Would you copy out, exactly as written, each line from the one containing "assert!(pins[i + 1..].iter().all(|b|" to the end of the records below?
■ ■ ■ ■ ■ ■ ■
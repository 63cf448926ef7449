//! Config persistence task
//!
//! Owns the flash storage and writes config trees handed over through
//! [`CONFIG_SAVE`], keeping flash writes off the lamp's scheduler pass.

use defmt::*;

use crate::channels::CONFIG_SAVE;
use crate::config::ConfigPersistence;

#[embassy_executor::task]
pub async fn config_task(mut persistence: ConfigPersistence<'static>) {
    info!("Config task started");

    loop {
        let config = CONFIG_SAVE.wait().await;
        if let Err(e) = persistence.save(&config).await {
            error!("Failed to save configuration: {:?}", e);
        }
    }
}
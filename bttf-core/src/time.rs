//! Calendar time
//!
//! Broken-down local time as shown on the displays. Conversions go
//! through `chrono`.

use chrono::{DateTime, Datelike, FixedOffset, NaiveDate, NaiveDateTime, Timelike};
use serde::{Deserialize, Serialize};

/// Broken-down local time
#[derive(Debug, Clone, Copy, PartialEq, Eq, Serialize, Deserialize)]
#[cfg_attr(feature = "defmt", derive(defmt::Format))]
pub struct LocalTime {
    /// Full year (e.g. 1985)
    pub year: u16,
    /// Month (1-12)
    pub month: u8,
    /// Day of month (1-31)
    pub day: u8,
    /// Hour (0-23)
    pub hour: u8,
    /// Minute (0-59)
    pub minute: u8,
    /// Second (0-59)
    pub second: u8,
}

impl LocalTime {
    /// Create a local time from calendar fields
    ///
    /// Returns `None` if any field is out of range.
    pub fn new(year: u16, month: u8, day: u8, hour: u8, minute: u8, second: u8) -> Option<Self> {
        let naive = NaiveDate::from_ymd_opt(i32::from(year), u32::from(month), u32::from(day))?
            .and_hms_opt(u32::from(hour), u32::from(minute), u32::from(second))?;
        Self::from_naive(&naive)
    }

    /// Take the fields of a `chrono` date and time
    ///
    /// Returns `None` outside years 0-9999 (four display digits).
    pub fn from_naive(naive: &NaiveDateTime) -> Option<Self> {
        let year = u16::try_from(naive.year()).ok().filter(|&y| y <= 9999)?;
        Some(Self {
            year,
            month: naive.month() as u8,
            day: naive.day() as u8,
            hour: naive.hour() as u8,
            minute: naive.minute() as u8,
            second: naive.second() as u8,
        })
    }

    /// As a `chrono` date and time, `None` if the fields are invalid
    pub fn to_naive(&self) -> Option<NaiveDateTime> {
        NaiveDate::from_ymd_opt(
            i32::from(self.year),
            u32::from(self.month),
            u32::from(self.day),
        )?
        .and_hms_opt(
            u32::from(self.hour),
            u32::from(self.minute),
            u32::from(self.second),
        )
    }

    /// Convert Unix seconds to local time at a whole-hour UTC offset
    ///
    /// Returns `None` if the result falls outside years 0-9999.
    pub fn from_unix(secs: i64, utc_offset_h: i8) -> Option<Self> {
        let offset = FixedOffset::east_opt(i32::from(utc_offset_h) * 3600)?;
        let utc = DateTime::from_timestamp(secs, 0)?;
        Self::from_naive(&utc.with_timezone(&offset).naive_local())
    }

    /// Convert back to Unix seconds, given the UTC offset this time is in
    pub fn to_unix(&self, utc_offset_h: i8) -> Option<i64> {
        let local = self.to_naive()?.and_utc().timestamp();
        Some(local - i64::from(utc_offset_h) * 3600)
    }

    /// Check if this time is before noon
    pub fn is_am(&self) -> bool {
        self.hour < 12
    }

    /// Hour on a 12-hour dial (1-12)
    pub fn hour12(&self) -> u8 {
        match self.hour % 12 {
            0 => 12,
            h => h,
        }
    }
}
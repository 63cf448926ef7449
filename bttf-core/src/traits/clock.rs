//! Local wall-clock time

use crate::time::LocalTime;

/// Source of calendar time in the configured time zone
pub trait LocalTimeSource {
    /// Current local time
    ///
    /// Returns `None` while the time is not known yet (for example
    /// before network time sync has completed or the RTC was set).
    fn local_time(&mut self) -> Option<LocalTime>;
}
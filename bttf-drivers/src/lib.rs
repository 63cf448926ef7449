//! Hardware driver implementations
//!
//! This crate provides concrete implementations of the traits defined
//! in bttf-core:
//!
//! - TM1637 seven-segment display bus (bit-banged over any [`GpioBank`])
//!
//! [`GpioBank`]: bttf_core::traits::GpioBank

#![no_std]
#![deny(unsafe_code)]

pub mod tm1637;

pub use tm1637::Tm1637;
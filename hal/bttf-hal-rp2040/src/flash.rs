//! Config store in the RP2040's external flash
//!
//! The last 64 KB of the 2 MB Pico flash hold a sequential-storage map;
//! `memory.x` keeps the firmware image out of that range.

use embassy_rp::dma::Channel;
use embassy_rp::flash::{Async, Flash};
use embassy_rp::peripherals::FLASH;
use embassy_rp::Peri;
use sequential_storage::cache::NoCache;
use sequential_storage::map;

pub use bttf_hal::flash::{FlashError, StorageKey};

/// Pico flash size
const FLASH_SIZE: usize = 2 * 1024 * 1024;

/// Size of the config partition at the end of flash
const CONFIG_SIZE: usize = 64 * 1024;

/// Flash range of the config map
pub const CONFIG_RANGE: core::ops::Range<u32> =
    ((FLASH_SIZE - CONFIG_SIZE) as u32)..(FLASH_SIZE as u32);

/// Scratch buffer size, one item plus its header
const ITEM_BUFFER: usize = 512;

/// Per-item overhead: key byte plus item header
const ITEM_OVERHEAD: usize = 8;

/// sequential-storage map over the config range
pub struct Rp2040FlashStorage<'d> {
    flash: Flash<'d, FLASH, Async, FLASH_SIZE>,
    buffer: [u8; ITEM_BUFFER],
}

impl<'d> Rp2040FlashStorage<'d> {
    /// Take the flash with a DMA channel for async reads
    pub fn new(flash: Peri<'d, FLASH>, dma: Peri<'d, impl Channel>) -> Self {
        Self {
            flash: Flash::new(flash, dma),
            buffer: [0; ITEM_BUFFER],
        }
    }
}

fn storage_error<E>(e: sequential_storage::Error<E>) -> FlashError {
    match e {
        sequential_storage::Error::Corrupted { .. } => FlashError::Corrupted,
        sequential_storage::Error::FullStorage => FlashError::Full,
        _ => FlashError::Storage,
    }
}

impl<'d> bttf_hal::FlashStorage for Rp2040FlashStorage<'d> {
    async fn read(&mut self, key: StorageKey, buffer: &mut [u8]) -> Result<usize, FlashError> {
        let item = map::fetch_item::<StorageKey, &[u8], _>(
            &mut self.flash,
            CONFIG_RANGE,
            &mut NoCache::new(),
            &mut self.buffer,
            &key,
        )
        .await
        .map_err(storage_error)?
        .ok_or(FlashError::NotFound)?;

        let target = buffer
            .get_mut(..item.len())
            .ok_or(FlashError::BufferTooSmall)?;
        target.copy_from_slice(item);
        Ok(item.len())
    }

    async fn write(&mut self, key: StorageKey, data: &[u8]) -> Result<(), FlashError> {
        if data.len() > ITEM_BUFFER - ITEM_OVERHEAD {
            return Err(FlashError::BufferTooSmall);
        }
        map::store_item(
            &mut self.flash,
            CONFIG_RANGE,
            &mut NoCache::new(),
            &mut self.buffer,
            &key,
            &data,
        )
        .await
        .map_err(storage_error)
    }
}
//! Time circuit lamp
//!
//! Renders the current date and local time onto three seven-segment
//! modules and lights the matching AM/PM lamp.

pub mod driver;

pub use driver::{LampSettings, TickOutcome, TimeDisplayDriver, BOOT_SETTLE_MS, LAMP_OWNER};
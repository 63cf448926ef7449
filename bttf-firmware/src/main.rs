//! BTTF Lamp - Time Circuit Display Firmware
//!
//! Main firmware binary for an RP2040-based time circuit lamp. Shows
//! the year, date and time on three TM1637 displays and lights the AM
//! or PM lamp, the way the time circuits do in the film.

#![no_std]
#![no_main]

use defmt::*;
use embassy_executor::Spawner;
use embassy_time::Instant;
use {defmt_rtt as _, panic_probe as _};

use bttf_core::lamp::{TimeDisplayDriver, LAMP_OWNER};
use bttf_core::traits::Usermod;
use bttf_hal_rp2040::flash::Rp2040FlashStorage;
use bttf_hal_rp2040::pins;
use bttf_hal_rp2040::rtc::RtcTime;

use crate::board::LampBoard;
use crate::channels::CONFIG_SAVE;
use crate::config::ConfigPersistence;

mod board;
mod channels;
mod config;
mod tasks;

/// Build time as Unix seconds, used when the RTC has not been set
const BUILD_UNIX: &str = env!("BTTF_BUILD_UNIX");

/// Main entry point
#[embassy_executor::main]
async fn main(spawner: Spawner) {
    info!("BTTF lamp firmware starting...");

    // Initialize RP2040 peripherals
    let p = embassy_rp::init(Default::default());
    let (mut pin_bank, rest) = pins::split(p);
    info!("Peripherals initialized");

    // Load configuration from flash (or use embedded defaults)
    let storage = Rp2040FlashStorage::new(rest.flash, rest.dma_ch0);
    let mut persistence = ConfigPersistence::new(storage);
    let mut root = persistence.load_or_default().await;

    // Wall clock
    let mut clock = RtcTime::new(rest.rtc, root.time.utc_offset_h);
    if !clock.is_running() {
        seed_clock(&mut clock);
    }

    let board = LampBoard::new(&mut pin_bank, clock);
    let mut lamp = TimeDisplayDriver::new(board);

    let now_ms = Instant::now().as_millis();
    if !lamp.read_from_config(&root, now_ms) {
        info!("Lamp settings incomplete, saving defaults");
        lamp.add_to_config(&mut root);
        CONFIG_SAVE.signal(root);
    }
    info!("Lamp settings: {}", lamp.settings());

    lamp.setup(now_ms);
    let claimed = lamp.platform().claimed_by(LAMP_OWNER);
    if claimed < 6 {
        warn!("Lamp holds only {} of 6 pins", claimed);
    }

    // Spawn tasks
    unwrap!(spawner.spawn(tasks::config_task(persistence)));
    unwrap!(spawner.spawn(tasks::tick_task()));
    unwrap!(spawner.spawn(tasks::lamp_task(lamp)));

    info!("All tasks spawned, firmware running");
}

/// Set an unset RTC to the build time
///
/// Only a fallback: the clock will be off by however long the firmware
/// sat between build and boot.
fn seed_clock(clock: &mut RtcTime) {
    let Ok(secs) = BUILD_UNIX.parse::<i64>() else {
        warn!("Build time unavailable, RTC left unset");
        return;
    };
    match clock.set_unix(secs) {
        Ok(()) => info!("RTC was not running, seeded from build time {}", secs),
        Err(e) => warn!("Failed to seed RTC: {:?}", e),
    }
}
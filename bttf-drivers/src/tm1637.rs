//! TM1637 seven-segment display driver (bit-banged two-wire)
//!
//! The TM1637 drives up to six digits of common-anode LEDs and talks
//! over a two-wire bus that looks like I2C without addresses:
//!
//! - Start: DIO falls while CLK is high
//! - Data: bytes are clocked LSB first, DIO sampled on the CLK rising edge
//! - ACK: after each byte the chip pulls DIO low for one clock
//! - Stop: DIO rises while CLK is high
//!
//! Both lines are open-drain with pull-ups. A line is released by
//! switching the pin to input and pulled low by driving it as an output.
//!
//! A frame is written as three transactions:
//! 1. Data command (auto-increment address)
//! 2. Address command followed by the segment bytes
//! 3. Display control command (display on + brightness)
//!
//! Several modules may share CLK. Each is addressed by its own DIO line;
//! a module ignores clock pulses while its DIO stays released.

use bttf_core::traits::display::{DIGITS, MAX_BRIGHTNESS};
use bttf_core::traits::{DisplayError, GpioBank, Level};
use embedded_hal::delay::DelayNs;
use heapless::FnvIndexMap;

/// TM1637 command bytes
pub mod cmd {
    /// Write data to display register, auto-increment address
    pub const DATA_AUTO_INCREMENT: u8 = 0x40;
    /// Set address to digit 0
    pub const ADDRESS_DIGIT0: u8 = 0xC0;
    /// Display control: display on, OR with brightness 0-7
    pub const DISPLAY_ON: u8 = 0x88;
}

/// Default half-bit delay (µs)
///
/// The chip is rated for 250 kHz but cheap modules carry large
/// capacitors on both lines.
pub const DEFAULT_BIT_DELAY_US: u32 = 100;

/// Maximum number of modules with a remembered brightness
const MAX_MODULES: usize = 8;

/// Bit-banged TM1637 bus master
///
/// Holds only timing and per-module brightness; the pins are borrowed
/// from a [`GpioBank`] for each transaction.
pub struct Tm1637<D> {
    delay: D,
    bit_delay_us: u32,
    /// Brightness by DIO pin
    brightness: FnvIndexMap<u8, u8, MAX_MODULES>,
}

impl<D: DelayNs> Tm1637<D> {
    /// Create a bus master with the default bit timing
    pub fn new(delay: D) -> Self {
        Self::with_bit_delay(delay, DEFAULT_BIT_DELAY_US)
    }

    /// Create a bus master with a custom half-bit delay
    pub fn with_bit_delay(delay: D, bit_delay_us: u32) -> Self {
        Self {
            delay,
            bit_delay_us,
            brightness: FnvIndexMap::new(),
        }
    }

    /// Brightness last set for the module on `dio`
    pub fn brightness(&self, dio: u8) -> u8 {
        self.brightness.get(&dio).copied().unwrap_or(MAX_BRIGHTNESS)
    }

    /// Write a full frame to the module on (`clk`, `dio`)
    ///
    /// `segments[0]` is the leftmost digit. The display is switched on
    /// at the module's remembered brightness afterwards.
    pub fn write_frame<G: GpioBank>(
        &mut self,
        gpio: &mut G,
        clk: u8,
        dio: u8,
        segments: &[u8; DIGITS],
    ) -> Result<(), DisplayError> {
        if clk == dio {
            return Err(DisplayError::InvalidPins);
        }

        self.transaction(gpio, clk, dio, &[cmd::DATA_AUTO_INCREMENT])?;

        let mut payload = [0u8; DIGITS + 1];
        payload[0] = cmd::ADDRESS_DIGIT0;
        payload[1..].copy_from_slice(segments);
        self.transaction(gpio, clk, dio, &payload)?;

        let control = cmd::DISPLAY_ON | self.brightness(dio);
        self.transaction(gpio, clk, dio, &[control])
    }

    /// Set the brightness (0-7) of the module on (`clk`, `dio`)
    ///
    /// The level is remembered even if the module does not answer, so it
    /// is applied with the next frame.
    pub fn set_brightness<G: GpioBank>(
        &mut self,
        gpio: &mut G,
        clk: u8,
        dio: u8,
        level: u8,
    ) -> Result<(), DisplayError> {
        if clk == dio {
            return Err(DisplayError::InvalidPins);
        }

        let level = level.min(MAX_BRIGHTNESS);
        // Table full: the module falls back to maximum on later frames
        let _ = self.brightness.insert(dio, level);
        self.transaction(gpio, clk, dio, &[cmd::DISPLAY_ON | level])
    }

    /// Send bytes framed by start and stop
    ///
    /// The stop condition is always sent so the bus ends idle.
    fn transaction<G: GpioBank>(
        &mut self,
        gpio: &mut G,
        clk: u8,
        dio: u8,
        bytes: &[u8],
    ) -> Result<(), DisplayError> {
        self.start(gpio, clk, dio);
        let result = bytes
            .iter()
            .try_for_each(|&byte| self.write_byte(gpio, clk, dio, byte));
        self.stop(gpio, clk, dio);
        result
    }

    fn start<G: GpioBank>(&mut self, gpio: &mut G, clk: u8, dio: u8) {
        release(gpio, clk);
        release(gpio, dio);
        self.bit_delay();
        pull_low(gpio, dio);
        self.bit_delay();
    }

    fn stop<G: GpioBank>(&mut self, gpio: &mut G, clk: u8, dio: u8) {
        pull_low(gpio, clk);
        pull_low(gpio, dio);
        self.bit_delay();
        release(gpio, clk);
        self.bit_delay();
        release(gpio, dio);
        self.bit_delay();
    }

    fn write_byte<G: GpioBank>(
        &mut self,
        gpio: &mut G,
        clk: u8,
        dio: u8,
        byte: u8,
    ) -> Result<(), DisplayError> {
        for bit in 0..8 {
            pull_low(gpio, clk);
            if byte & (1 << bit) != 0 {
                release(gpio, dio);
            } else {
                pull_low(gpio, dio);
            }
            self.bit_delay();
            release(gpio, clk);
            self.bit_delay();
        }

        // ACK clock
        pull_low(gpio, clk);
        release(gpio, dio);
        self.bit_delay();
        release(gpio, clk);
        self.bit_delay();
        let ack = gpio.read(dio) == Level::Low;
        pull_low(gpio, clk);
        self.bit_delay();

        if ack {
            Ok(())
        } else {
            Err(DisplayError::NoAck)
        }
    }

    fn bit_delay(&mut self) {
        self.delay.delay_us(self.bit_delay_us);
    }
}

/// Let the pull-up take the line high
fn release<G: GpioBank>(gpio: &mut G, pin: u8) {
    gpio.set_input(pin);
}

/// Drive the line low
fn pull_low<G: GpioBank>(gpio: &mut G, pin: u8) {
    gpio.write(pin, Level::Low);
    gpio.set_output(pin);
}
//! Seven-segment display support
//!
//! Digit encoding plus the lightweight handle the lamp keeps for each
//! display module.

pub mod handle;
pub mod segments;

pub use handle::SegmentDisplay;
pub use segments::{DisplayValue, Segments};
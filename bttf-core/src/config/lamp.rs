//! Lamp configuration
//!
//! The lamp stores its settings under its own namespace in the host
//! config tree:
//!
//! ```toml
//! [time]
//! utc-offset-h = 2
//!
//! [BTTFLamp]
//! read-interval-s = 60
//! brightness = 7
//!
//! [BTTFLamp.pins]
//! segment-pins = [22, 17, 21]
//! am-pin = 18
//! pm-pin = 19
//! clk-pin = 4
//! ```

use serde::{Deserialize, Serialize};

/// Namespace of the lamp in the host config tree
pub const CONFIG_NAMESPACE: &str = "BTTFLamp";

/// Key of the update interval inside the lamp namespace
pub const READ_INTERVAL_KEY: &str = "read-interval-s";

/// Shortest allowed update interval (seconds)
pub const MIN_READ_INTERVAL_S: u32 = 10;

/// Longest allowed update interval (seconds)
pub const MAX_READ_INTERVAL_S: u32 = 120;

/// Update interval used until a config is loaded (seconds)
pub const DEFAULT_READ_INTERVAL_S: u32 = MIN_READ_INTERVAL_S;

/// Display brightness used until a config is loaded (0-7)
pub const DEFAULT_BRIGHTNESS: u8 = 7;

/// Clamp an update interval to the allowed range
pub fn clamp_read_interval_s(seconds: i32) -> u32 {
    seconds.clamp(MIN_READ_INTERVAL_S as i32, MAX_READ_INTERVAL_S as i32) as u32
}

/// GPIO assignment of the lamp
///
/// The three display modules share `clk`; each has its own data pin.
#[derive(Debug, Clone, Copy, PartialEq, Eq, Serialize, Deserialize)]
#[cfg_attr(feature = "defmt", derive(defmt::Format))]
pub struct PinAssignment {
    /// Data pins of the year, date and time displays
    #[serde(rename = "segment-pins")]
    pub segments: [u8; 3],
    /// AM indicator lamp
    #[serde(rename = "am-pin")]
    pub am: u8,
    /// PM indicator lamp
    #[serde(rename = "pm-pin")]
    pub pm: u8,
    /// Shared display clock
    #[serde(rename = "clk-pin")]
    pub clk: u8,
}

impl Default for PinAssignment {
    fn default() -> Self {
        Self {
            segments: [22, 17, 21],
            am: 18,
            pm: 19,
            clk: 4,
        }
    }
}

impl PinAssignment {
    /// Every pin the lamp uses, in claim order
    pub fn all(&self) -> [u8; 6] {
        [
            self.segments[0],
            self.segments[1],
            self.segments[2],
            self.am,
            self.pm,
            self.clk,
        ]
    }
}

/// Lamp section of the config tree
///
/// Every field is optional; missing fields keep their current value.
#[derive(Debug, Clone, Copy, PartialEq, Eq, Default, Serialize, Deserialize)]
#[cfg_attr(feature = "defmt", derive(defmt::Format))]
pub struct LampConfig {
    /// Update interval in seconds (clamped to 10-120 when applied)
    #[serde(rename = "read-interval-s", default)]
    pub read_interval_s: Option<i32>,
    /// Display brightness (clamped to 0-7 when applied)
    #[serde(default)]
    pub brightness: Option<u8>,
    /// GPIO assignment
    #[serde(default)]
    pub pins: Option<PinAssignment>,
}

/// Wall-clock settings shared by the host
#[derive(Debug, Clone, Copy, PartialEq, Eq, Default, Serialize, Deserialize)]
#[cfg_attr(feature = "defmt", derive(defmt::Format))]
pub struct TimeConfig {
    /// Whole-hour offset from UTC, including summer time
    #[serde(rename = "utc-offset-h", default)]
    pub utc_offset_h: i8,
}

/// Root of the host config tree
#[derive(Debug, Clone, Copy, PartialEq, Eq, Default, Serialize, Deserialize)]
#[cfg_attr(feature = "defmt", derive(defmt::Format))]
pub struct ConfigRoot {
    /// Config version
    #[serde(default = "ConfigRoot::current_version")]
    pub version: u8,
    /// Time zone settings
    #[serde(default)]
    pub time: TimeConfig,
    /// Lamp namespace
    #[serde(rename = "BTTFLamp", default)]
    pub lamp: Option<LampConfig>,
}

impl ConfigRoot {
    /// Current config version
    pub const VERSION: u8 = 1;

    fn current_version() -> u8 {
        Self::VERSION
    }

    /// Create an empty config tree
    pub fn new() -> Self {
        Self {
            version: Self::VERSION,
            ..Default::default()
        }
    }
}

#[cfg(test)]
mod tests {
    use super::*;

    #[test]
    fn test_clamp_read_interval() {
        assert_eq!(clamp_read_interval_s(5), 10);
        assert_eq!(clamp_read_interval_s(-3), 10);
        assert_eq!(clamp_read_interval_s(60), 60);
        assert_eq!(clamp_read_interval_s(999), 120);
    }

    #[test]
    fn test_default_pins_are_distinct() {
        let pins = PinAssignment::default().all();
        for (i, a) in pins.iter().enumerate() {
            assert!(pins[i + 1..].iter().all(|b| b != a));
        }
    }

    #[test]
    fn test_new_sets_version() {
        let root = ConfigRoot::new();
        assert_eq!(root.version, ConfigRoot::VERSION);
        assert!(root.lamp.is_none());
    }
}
■ ■ ■ ■ ■ ■ ■
** Final answer **
            assert!(pins[i + 1..].iter().all(|b| b != a));
        }
    }

    #[test]
    fn test_new_sets_version() {
        let root = ConfigRoot::new();
        assert_eq!(root.version, ConfigRoot::VERSION);
        assert!(root.lamp.is_none());
    }
}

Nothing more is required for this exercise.